Niños y niñas asisten a las escuelas de la comunidad Francia Sirpi en el Caribe Norte. LA PRENSA / TOMADA DEL 19 DIGITAL

Niños y niñas asisten a las escuelas de la comunidad Francia Sirpi en el Caribe Norte. LA PRENSA / TOMADA DEL 19 DIGITAL

Francia Sirpi: «Los niños que quedan en casa, quedan con hambre»

La merienda escolar llegó, pero no toda la niñez de la zona tiene acceso a estos alimentos. Las familias de la comunidad indígena a diario se enfrentan al dilema de cómo alimentar a sus hijos

Arroz, frijoles y tortilla. Tortilla y frijoles. Solo arroz. Musáceas. Alimentarse al menos un tiempo al día es el desafío de los habitantes de las comunidades indígenas del Caribe Norte de Nicaragua, zona que hace tres meses fue azotada por los huracanes Eta y Iota y que aún no logran recuperarse de los daños. Perdieron sus pocos cultivos y a pesar de que intentan cultivar para sobrevivir, las condiciones son adversas: ni siquiera hay agua.

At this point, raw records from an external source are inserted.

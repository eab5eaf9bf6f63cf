//! Subject entity

use sea_orm::entity::prelude::*;
use serde::{Deserialize, Serialize};

#[derive(Clone, Debug, PartialEq, Eq, DeriveEntityModel, Serialize, Deserialize)]
#[sea_orm(table_name = "subjects")]
pub struct Model {
    #[sea_orm(primary_key)]
    pub id: i32,

    #[sea_orm(nullable)]
    pub institute_id: Option<i32>,

    pub name: String,

    pub code: String,
}

#[derive(Copy, Clone, Debug, EnumIter, DeriveRelation)]
pub enum Relation {}

impl ActiveModelBehavior for ActiveModel {}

A diario, las familias se enfrentan al dilema de qué hacer y cómo alimentar a sus hijos, los más expuestos a la desnutrición aguda o crónica. Los niños y niñas activos en las escuelas de la comunidad Francia Sirpi van a la escuela de lunes a viernes y reciben la merienda escolar que el Ministerio de Educación (Mined) les provee. Pero los que no asisten por distintas razones, sufren por hambre en sus casas.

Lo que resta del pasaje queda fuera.